As the main aim of this study the degree and kinetics aerobic degradation of four sizes of fish pellets (P 1000, P 500, P 200, P 80) and fish waste were determined using static (OxiTop) and dynamic (Micro-Oxymax) respirometry. Chemical analysis of fish pellet solution and fish waste before and after BOD tests were carried out to determine the nutrition release after aerobic degradation. Sinking velocity of fish pellet, dissolution of nutrient and disaggregation rate of pellets were determined to check the influence from these processes for the aerobic degradation.
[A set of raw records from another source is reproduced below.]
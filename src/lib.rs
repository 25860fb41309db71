//! MCP tool server for a simulated wireless network scanner.
//!
//! Tools are served from AWS Lambda behind a Bedrock `AgentCore` Gateway. Two of
//! them are schema-validated prompt flows backed by an external text-generation
//! service; the rest serve sample scanner data.

pub mod config;
pub mod flows;
pub mod generator;
pub mod handler;
pub mod http;
pub mod interceptor;
pub mod models;
pub mod sample_data;
pub mod tools;
pub mod utils;
//! Gateway interceptor event and response models.
//!
//! The interceptor sees every MCP request before it reaches the tool Lambda and
//! may rewrite headers and body; it is used to attach the caller's session.

use serde::{Deserialize, Serialize};
use serde_json::Value;
use std::collections::HashMap;

/// AWS Bedrock `AgentCore` Gateway interceptor event structure
#[derive(Deserialize, Debug)]
#[serde(rename_all = "camelCase")]
pub struct InterceptorEvent {
    pub interceptor_input_version: String,
    pub mcp: McpData,
}

#[derive(Deserialize, Debug)]
#[serde(rename_all = "camelCase")]
pub struct McpData {
    pub gateway_request: GatewayRequest,
}

/// Only headers and body can be transformed
#[derive(Serialize, Deserialize, Debug, Clone, Default)]
#[serde(rename_all = "camelCase")]
pub struct GatewayRequest {
    #[serde(skip_serializing_if = "Option::is_none")]
    pub headers: Option<HashMap<String, String>>,
    #[serde(skip_serializing_if = "Option::is_none")]
    pub body: Option<Value>,
}

#[derive(Serialize, Debug)]
#[serde(rename_all = "camelCase")]
pub struct InterceptorResponse {
    pub interceptor_output_version: String,
    pub mcp: McpResponse,
}

#[derive(Serialize, Debug)]
#[serde(rename_all = "camelCase")]
pub struct McpResponse {
    pub transformed_gateway_request: GatewayRequest,
}

impl InterceptorResponse {
    #[must_use]
    pub fn passthrough(gateway_request: GatewayRequest) -> Self {
        Self {
            interceptor_output_version: "1.0".to_string(),
            mcp: McpResponse {
                transformed_gateway_request: gateway_request,
            },
        }
    }
}

/// JWT claims read by the interceptor. Signatures are not verified here; the
/// gateway authorizer has already done that.
#[derive(Debug, Deserialize, Default)]
pub struct TokenClaims {
    pub exp: Option<u64>,
    pub sub: Option<String>,
    pub name: Option<String>,
    pub email: Option<String>,
    pub preferred_username: Option<String>,
    #[serde(default)]
    pub roles: Vec<String>,
    #[serde(default, rename = "cognito:groups")]
    pub groups: Vec<String>,
}
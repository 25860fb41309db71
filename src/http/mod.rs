use async_trait::async_trait;
use reqwest::Client;
use serde_json::Value;
use std::sync::LazyLock;
use std::time::Duration;

/// A JSON POST to send through an [`HttpClient`].
#[derive(Debug, Clone)]
pub struct JsonRequest<'a> {
    pub url: &'a str,
    pub bearer_token: Option<&'a str>,
    pub body: &'a Value,
    pub timeout: Duration,
}

/// Status and body of a completed HTTP exchange.
///
/// `body` is `Value::Null` when the response was not valid JSON.
#[derive(Debug, Clone)]
pub struct JsonResponse {
    pub status: u16,
    pub body: Value,
}

impl JsonResponse {
    #[must_use]
    pub const fn is_success(&self) -> bool {
        self.status >= 200 && self.status < 300
    }
}

/// Trait for HTTP client operations to enable testing with mocks.
///
/// This trait abstracts HTTP operations to allow dependency injection
/// for testing purposes, preventing tests from making real network calls.
#[async_trait]
pub trait HttpClient: Send + Sync {
    /// Send a POST request with a JSON body and return the status and JSON body.
    ///
    /// Non-2xx statuses are returned as responses, not errors.
    ///
    /// # Errors
    ///
    /// Returns an error if the request cannot be sent, times out, or the body
    /// cannot be read.
    async fn post_json(
        &self,
        request: JsonRequest<'_>,
    ) -> Result<JsonResponse, Box<dyn std::error::Error + Send + Sync>>;
}

/// Production HTTP client implementation using reqwest.
pub struct ReqwestClient {
    client: Client,
}

impl ReqwestClient {
    #[must_use]
    pub const fn new(client: Client) -> Self {
        Self { client }
    }
}

#[async_trait]
impl HttpClient for ReqwestClient {
    async fn post_json(
        &self,
        request: JsonRequest<'_>,
    ) -> Result<JsonResponse, Box<dyn std::error::Error + Send + Sync>> {
        let mut builder = self
            .client
            .post(request.url)
            .timeout(request.timeout)
            .json(request.body);

        if let Some(token) = request.bearer_token {
            builder = builder.bearer_auth(token);
        }

        let response = builder.send().await?;
        let status = response.status().as_u16();
        let text = response.text().await?;
        let body = serde_json::from_str(&text).unwrap_or(Value::Null);

        Ok(JsonResponse { status, body })
    }
}

/// Global HTTP client for production use
pub static HTTP_CLIENT: LazyLock<ReqwestClient> = LazyLock::new(|| {
    ReqwestClient::new(Client::new())
});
The TN:TP ratios after BOD test of 28 days and 12 days for pellets is about 3:1 and 3:2 respectively. This suggest the ratio of nutrient supply to marine system after fully and partially aerobic degradation of fish feed. The 50% of final oxygen consumption (t1/2) for P 1000 and P 500 is about 12 days while its 6 days for P 200 and P 80. The degree of aerobic degradation varies as P 200> P 1000, P 500, about 75%-80% and for P 80, about 70%. This is varying with the physical condition of the pellet as whole, grinded, and autoclaved. The degradation kinetics depend on the initial size of pellet, P 200>P 80>P 500>P 1000 demonstrated by the size dependent pseudo first order degradation coefficient (0.09 d-1>0.08 d-1>0.0003 d-1>0.0001 d-1) and kinetics vary with physical condition of pellet as pellet grinded autoclaved>pellet grinded> whole pellet for P 200 due to stimulate hydrolysis of complex compounds in pellet with heat, increase substrate surface area and dissolution of pellets. k1 value for fish waste is about 0.19 d-1 at partially biodegradation stage after half completion of the BOD test. Settling velocity of the pellets where found to be 0.11, 0.10, 0.08 for P 1000, P 200, and P 500, respectively. P 1000 and P 500 pellet disaggregate more during sinking and normally take more time to fully dissolution due to fat layer formation. Analyzing all results from each pellet type using above experiments P 200 (higher kinetics, higher degree of aerobic biodegradation, less amount of organic matter content and dissolution without fat layer formation) make less contribution to negative environmental effect than bigger pellets like P 1000, P 500 (lower k1 value, higher disaggregation, less dissolution) in marine fjord water system.